## Work order
Lines containing the string "params": how many are there below? Answer with the number only.

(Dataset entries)
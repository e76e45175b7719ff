use bytes::Bytes;
use std::{collections::BTreeMap, fmt};

#[derive(Debug, Clone, Copy, PartialEq, Eq, Default)]
pub enum Method {
    #[default]
    Get,
    Post,
    Head,
    Put,
    Delete,
    Options,
    Patch,
}

impl Method {
    pub fn from_bytes(token: &[u8]) -> Option<Self> {
        match token {
            b"GET" => Some(Method::Get),
            b"POST" => Some(Method::Post),
            b"HEAD" => Some(Method::Head),
            b"PUT" => Some(Method::Put),
            b"DELETE" => Some(Method::Delete),
            b"OPTIONS" => Some(Method::Options),
            b"PATCH" => Some(Method::Patch),
            _ => None,
        }
    }

    pub fn as_str(&self) -> &'static str {
        match self {
            Method::Get => "GET",
            Method::Post => "POST",
            Method::Head => "HEAD",
            Method::Put => "PUT",
            Method::Delete => "DELETE",
            Method::Options => "OPTIONS",
            Method::Patch => "PATCH",
        }
    }
}

impl fmt::Display for Method {
    fn fmt(&self, f: &mut fmt::Formatter<'_>) -> fmt::Result {
        f.write_str(self.as_str())
    }
}

#[derive(Debug, Clone, Copy, PartialEq, Eq, Default)]
pub enum Version {
    Http10,
    #[default]
    Http11,
    Unknown,
}

impl Version {
    pub fn from_digits(major: u8, minor: u8) -> Self {
        match (major, minor) {
            (b'1', b'0') => Version::Http10,
            (b'1', b'1') => Version::Http11,
            _ => Version::Unknown,
        }
    }

    pub fn as_str(&self) -> &'static str {
        match self {
            Version::Http10 => "HTTP/1.0",
            // Unknown versions are answered as 1.1
            Version::Http11 | Version::Unknown => "HTTP/1.1",
        }
    }
}

/// A parsed request. Header names keep the case they arrived in; lookups
/// through [`HttpRequest::header`] ignore it.
#[derive(Debug, Clone, Default, PartialEq, Eq)]
pub struct HttpRequest {
    pub method: Method,
    pub url: String,
    pub params: BTreeMap<String, String>,
    pub protocol: String,
    pub version: Version,
    pub headers: Vec<(String, String)>,
    pub body: Bytes,
}

impl HttpRequest {
    pub fn header(&self, name: &str) -> Option<&str> {
        self.headers
            .iter()
            .find(|(key, _)| key.eq_ignore_ascii_case(name))
            .map(|(_, value)| value.as_str())
    }

    pub fn param(&self, name: &str) -> Option<&str> {
        self.params.get(name).map(String::as_str)
    }

    pub fn content_type(&self) -> Option<&str> {
        self.header("Content-Type")
    }

    /// An explicit `Connection` header wins; otherwise 1.1 keeps alive and 1.0 does not.
    pub fn is_keep_alive(&self) -> bool {
        match self.header("Connection") {
            Some(value) if value.eq_ignore_ascii_case("close") => false,
            Some(value) if value.eq_ignore_ascii_case("keep-alive") => true,
            _ => self.version == Version::Http11,
        }
    }

    pub fn is_form_urlencoded(&self) -> bool {
        self.content_type().is_some_and(|value| {
            value
                .split(';')
                .next()
                .is_some_and(|mime| mime.trim().eq_ignore_ascii_case("application/x-www-form-urlencoded"))
        })
    }
}
use crate::library::{http::request::Version, utils::http_date::http_date_now};
use bytes::{BufMut, Bytes, BytesMut};
use std::{fmt, io::Read};

pub const LAST_CHUNK: &[u8] = b"0\r\n\r\n";

#[derive(Debug, Clone, Copy, PartialEq, Eq)]
pub enum StatusCode {
    Continue,
    Ok,
    Created,
    NoContent,
    PartialContent,
    Found,
    BadRequest,
    Unauthorized,
    Forbidden,
    NotFound,
    MethodNotAllowed,
    PayloadTooLarge,
    RangeNotSatisfiable,
    InternalServerError,
    ServiceUnavailable,
}

impl StatusCode {
    pub fn code(&self) -> u16 {
        match self {
            StatusCode::Continue => 100,
            StatusCode::Ok => 200,
            StatusCode::Created => 201,
            StatusCode::NoContent => 204,
            StatusCode::PartialContent => 206,
            StatusCode::Found => 302,
            StatusCode::BadRequest => 400,
            StatusCode::Unauthorized => 401,
            StatusCode::Forbidden => 403,
            StatusCode::NotFound => 404,
            StatusCode::MethodNotAllowed => 405,
            StatusCode::PayloadTooLarge => 413,
            StatusCode::RangeNotSatisfiable => 416,
            StatusCode::InternalServerError => 500,
            StatusCode::ServiceUnavailable => 503,
        }
    }

    pub fn reason(&self) -> &'static str {
        match self {
            StatusCode::Continue => "Continue",
            StatusCode::Ok => "OK",
            StatusCode::Created => "Created",
            StatusCode::NoContent => "No Content",
            StatusCode::PartialContent => "Partial Content",
            StatusCode::Found => "Found",
            StatusCode::BadRequest => "Bad Request",
            StatusCode::Unauthorized => "Unauthorized",
            StatusCode::Forbidden => "Forbidden",
            StatusCode::NotFound => "Not Found",
            StatusCode::MethodNotAllowed => "Method Not Allowed",
            StatusCode::PayloadTooLarge => "Payload Too Large",
            StatusCode::RangeNotSatisfiable => "Range Not Satisfiable",
            StatusCode::InternalServerError => "Internal Server Error",
            StatusCode::ServiceUnavailable => "Service Unavailable",
        }
    }
}

/// A response body: bytes already in memory, or a reader sent chunked.
pub enum Body {
    Full(Bytes),
    Stream(Box<dyn Read + Send>),
}

impl fmt::Debug for Body {
    fn fmt(&self, f: &mut fmt::Formatter<'_>) -> fmt::Result {
        match self {
            Body::Full(bytes) => f.debug_tuple("Full").field(&bytes.len()).finish(),
            Body::Stream(_) => f.write_str("Stream"),
        }
    }
}

impl Default for Body {
    fn default() -> Self {
        Body::Full(Bytes::new())
    }
}

#[derive(Debug)]
pub struct HttpResponse {
    version: Version,
    status: StatusCode,
    reason: Option<String>,
    close_connection: bool,
    headers: Vec<(String, String)>,
    body: Body,
}

impl HttpResponse {
    pub fn new(status: StatusCode) -> Self {
        Self {
            version: Version::Http11,
            status,
            reason: None,
            close_connection: false,
            headers: Vec::new(),
            body: Body::default(),
        }
    }

    pub fn text(status: StatusCode, body: impl Into<Bytes>) -> Self {
        let mut response = Self::new(status);
        response
            .set_header("Content-Type", "text/plain; charset=utf-8")
            .set_body(body);
        response
    }

    /// The canned reply for a request that never parsed.
    pub fn bad_request() -> Self {
        let mut response = Self::text(StatusCode::BadRequest, "Bad Request\n");
        response.set_close_connection(true);
        response
    }

    pub fn status(&self) -> StatusCode {
        self.status
    }

    pub fn version(&self) -> Version {
        self.version
    }

    pub fn set_version(&mut self, version: Version) -> &mut Self {
        self.version = version;
        self
    }

    pub fn set_status(&mut self, status: StatusCode) -> &mut Self {
        self.status = status;
        self
    }

    pub fn set_reason(&mut self, reason: impl Into<String>) -> &mut Self {
        self.reason = Some(reason.into());
        self
    }

    pub fn close_connection(&self) -> bool {
        self.close_connection
    }

    pub fn set_close_connection(&mut self, close: bool) -> &mut Self {
        self.close_connection = close;
        self
    }

    pub fn set_header(&mut self, key: impl Into<String>, value: impl Into<String>) -> &mut Self {
        self.headers.push((key.into(), value.into()));
        self
    }

    pub fn header(&self, key: &str) -> Option<&str> {
        self.headers
            .iter()
            .find(|(k, _)| k.eq_ignore_ascii_case(key))
            .map(|(_, v)| v.as_str())
    }

    pub fn set_body(&mut self, body: impl Into<Bytes>) -> &mut Self {
        self.body = Body::Full(body.into());
        self
    }

    pub fn set_stream(&mut self, reader: Box<dyn Read + Send>) -> &mut Self {
        self.body = Body::Stream(reader);
        self
    }

    /// Splits into the wire head (plus the body when it is in memory) and the
    /// reader still to be pumped, if any.
    pub fn encode(self) -> (Bytes, Option<Box<dyn Read + Send>>) {
        self.encode_with_date(&http_date_now())
    }

    pub fn encode_with_date(self, date: &str) -> (Bytes, Option<Box<dyn Read + Send>>) {
        let body_len = match &self.body {
            Body::Full(bytes) => bytes.len(),
            Body::Stream(_) => 0,
        };
        let mut out = BytesMut::with_capacity(256 + body_len);
        let reason: &str = self.reason.as_deref().unwrap_or(self.status.reason());
        out.put_slice(
            format!("{} {} {}\r\n", self.version.as_str(), self.status.code(), reason).as_bytes(),
        );
        match &self.body {
            Body::Full(bytes) => {
                out.put_slice(format!("Content-Length: {}\r\n", bytes.len()).as_bytes())
            }
            Body::Stream(_) => out.put_slice(b"Transfer-Encoding: chunked\r\n"),
        }
        out.put_slice(if self.close_connection {
            b"Connection: close\r\n".as_slice()
        } else {
            b"Connection: Keep-Alive\r\n".as_slice()
        });
        out.put_slice(b"Date: ");
        out.put_slice(date.as_bytes());
        out.put_slice(b"\r\n");
        for (key, value) in &self.headers {
            out.put_slice(key.as_bytes());
            out.put_slice(b": ");
            out.put_slice(value.as_bytes());
            out.put_slice(b"\r\n");
        }
        out.put_slice(b"\r\n");
        match self.body {
            Body::Full(bytes) => {
                out.put_slice(&bytes);
                (out.freeze(), None)
            }
            Body::Stream(reader) => (out.freeze(), Some(reader)),
        }
    }
}

/// `<hex-size>\r\n<data>\r\n`. An empty `data` yields the terminating chunk.
pub fn encode_chunk(data: &[u8]) -> Bytes {
    if data.is_empty() {
        return Bytes::from_static(LAST_CHUNK);
    }
    let mut out = BytesMut::with_capacity(data.len() + 12);
    out.put_slice(format!("{:x}\r\n", data.len()).as_bytes());
    out.put_slice(data);
    out.put_slice(b"\r\n");
    out.freeze()
}

#[cfg(test)]
mod tests {
    use super::*;
    use std::io::Cursor;

    const DATE: &str = "Sun, 06 Nov 1994 08:49:37 GMT";

    #[test]
    fn full_body_layout() {
        let mut response = HttpResponse::new(StatusCode::Ok);
        response.set_header("Content-Type", "text/plain").set_body("hi");
        let (wire, rest) = response.encode_with_date(DATE);
        assert!(rest.is_none());
        assert_eq!(
            &wire[..],
            b"HTTP/1.1 200 OK\r\n\
              Content-Length: 2\r\n\
              Connection: Keep-Alive\r\n\
              Date: Sun, 06 Nov 1994 08:49:37 GMT\r\n\
              Content-Type: text/plain\r\n\
              \r\n\
              hi"
        );
    }

    #[test]
    fn stream_is_chunked_and_returned() {
        let mut response = HttpResponse::new(StatusCode::PartialContent);
        response
            .set_close_connection(true)
            .set_reason("Some Of It")
            .set_stream(Box::new(Cursor::new(b"abc".to_vec())));
        let (wire, rest) = response.encode_with_date(DATE);
        let text = String::from_utf8(wire.to_vec()).unwrap();
        assert!(text.starts_with("HTTP/1.1 206 Some Of It\r\nTransfer-Encoding: chunked\r\nConnection: close\r\n"));
        assert!(!text.contains("Content-Length"));
        assert!(text.ends_with("\r\n\r\n"));
        let mut body = String::new();
        rest.unwrap().read_to_string(&mut body).unwrap();
        assert_eq!(body, "abc");
    }

    #[test]
    fn http10_status_line() {
        let mut response = HttpResponse::new(StatusCode::NotFound);
        response.set_version(Version::Http10);
        let (wire, _) = response.encode_with_date(DATE);
        assert!(wire.starts_with(b"HTTP/1.0 404 Not Found\r\nContent-Length: 0\r\n"));
    }

    #[test]
    fn chunk_framing() {
        assert_eq!(&encode_chunk(b"hello world, 26 bytes long")[..], b"1a\r\nhello world, 26 bytes long\r\n");
        assert_eq!(&encode_chunk(b"")[..], LAST_CHUNK);
    }

    #[test]
    fn bad_request_closes() {
        let response = HttpResponse::bad_request();
        assert_eq!(response.status(), StatusCode::BadRequest);
        assert!(response.close_connection());
    }
}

## Result of the exercise
2